You're almost on the right track. You may find
this article interesting. I'm sure you've heard the same stories I have over and over again: manufacturing has gone downhill for the last 35 years, real (inflation-adjusted) wages have been stagnant for 35 years, families have increasingly needed 2 incomes instead of one, for the last 35 years, etc.
It begs the obvious question, what happened 35 years ago? We abandoned any pretense of being on the gold standard, that's what. Namely, the Bretton Woods agreement was abolished by an executive order from Nixon. A persistent trade imbalance and loss of manufacturing is one of the symptoms of our fiat currency system.
Read some of the articles at
www.fame.org and if you're still interested, you really need to read a book called
The Creature From Jekyll Island. Really, if you want to understand the relentless drive towards global socialism/new world order--the real motivations I mean, not the sensationalistic freemasons-meeting-in-a-smoky-room type stuff--you need to read this book. gop_jeff has read the book too if I remember correctly. You're probably yawning at the thought of reading a book on the history of american banking and currency, but it's actually fascinating and fairly easy to follow.

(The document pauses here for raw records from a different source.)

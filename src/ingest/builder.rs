use std::collections::HashSet;

use crate::ingest::header::normalize_key;
use crate::ingest::reader::CanonicalRow;
use crate::models::{BaseUnit, Food, Portion};

/// Fallback id stem for descriptions with no alphanumeric characters.
const EMPTY_SLUG: &str = "food";

/// Hands out unique ids within one ingestion pass.
///
/// A repeated id gets `_2`, `_3`, ... in first-seen order.
#[derive(Debug, Default)]
pub struct IdAllocator {
    used: HashSet<String>,
    collisions: usize,
}

impl IdAllocator {
    pub fn allocate(&mut self, base: String) -> String {
        if self.used.insert(base.clone()) {
            return base;
        }
        self.collisions += 1;
        let mut n = 2usize;
        loop {
            let candidate = format!("{base}_{n}");
            if self.used.insert(candidate.clone()) {
                return candidate;
            }
            n += 1;
        }
    }

    /// How many ids needed a suffix.
    pub fn collisions(&self) -> usize {
        self.collisions
    }
}

/// Preferred id for a row: its numeric code, else a slug of its description.
pub fn base_id(row: &CanonicalRow) -> String {
    if let Some(code) = row.code.as_deref().filter(|c| c.chars().all(|ch| ch.is_ascii_digit())) {
        return code.to_string();
    }
    let slug = normalize_key(&row.description);
    if slug.is_empty() { EMPTY_SLUG.to_string() } else { slug }
}

/// Turn rows into per-100g foods with a single 100 g portion.
pub fn build_foods(rows: Vec<CanonicalRow>, ids: &mut IdAllocator) -> Vec<Food> {
    rows.into_iter()
        .map(|row| {
            let id = ids.allocate(base_id(&row));
            Food {
                group: row.group,
                declared_kcal: Some(row.kcal),
                ..Food::new(id, row.description, BaseUnit::Per100G, row.nutrients)
                    .with_portions(vec![Portion::grams(100.0)])
            }
        })
        .collect()
}
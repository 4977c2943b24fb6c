pub mod constants;
pub mod ranking;
pub mod scoring;

pub use constants::*;
pub use ranking::{rank_against, rank_substitutes, score_choice};
pub use scoring::{MacroWeights, RankConfig, TargetProfile, score_nutrients};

Having said that, free trade is a good thing. Not that NAFTA and similar agreements represent truly free trade of course. Still, if you want to look at what would happen if you cut off free trade, look at the Smoot-Hawley tariffs, passed in 1929. Supply-side economist Jude Waninski believes it is basically *the*
cause of the great depression. It devastated our economy, set off a wave of retaliatory tariffs by our former trading partners, and provided an even more fertile breeding ground for socialist regimes in europe, which ended in WWII. Or as Bastiat said,
if goods don't cross borders, armies will.